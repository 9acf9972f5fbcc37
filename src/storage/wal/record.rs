//! On-disk log layout and the records stored in it.
//!
//! ```text
//! block 0                  header: end position, then HDRADDRS destination block numbers
//! block 1                  marker: start (tail) position
//! blocks 2..2+capacity     circular payload region, one block per log slot
//! ```
//!
//! All integers are little-endian u64.

use byteorder::{ByteOrder, LittleEndian};
use serde::{Deserialize, Serialize};
use std::fmt;
use std::sync::Arc;

use crate::storage::disk::{zero_block, Block, BLOCK_SIZE};

/// Block holding the log header.
pub const LOGHDR: u64 = 0;

/// Block holding the installed-position marker.
pub const LOGHDR2: u64 = 1;

/// First block of the circular payload region.
pub const LOGSTART: u64 = 2;

/// Number of destination block numbers that fit in the header, which bounds
/// the log capacity.
pub const HDRADDRS: u64 = ((BLOCK_SIZE - 8) / 8) as u64;

/// A logical position in the log. Positions grow forever; the slot a position
/// occupies on disk is the position modulo the log capacity.
#[derive(
    Debug, Clone, Copy, Default, PartialEq, Eq, PartialOrd, Ord, Hash, Serialize, Deserialize,
)]
pub struct LogPosition(pub u64);

impl LogPosition {
    pub fn value(&self) -> u64 {
        self.0
    }

    pub fn advance(&self, n: u64) -> Self {
        LogPosition(self.0 + n)
    }

    /// Number of positions from `earlier` up to `self`.
    pub fn distance_from(&self, earlier: LogPosition) -> u64 {
        self.0 - earlier.0
    }

    /// Block on disk where this position's payload lives.
    pub fn slot_block(&self, capacity: u64) -> u64 {
        LOGSTART + self.0 % capacity
    }
}

impl fmt::Display for LogPosition {
    fn fmt(&self, f: &mut fmt::Formatter<'_>) -> fmt::Result {
        write!(f, "pos({})", self.0)
    }
}

/// A full block image destined for home location `blkno`.
#[derive(Debug, Clone, PartialEq, Eq)]
pub struct BlockData {
    pub blkno: u64,
    pub data: Arc<Block>,
}

impl BlockData {
    pub fn new(blkno: u64, data: Box<Block>) -> Self {
        Self {
            blkno,
            data: Arc::from(data),
        }
    }
}

/// Contents of the header block.
#[derive(Debug, Clone, PartialEq, Eq)]
pub struct Header {
    /// End of the durable log.
    pub end: LogPosition,
    /// Destination block number for each slot, indexed by slot.
    pub addrs: Vec<u64>,
}

impl Header {
    pub fn empty() -> Self {
        Self {
            end: LogPosition(0),
            addrs: vec![0; HDRADDRS as usize],
        }
    }

    pub fn encode(&self) -> Box<Block> {
        assert!(self.addrs.len() as u64 <= HDRADDRS);
        let mut blk = zero_block();
        LittleEndian::write_u64(&mut blk[0..8], self.end.0);
        for (i, addr) in self.addrs.iter().enumerate() {
            let off = 8 + i * 8;
            LittleEndian::write_u64(&mut blk[off..off + 8], *addr);
        }
        blk
    }

    pub fn decode(blk: &Block) -> Self {
        let end = LogPosition(LittleEndian::read_u64(&blk[0..8]));
        let addrs = blk[8..8 + HDRADDRS as usize * 8]
            .chunks_exact(8)
            .map(LittleEndian::read_u64)
            .collect();
        Self { end, addrs }
    }
}

/// Contents of the marker block.
#[derive(Debug, Clone, Copy, PartialEq, Eq)]
pub struct Marker {
    /// Oldest position not yet installed.
    pub start: LogPosition,
}

impl Marker {
    pub fn encode(&self) -> Box<Block> {
        let mut blk = zero_block();
        LittleEndian::write_u64(&mut blk[0..8], self.start.0);
        blk
    }

    pub fn decode(blk: &Block) -> Self {
        Self {
            start: LogPosition(LittleEndian::read_u64(&blk[0..8])),
        }
    }
}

******************************

* _The problem_: Each line in the listing above that contains "usize" should be copied.

* _Written solution_:
            addrs: vec![0; HDRADDRS as usize],
        let addrs = blk[8..8 + HDRADDRS as usize * 8]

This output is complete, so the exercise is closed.